** Opening Study material block **

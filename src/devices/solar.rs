use crate::devices::types::{Device, DeviceContext, daytime_factor};

/// A solar PV array whose output follows predicted efficiency and the sun.
///
/// `SolarArray` scales its nameplate capacity by the predicted efficiency and
/// a half-sine daytime profile between 06:00 and 18:00.
#[derive(Debug, Clone)]
pub struct SolarArray {
    /// Nameplate capacity in kilowatts.
    pub capacity_kw: f32,
}

impl SolarArray {
    /// Creates a new array. Negative capacities are clamped to zero.
    pub fn new(capacity_kw: f32) -> Self {
        Self {
            capacity_kw: capacity_kw.max(0.0),
        }
    }
}

impl Device for SolarArray {
    /// `capacity × solar efficiency × daytime factor`; zero at night.
    fn power_kw(&self, context: &DeviceContext) -> f32 {
        self.capacity_kw * context.solar_efficiency * daytime_factor(context.hour)
    }

    fn device_type(&self) -> &'static str {
        "SolarPV"
    }
}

** Closing Study material block **

What to do
What belongs in the answer is each line of the listing that contains the word "DeviceContext".

Task response
use crate::devices::types::{Device, DeviceContext, daytime_factor};
    fn power_kw(&self, context: &DeviceContext) -> f32 {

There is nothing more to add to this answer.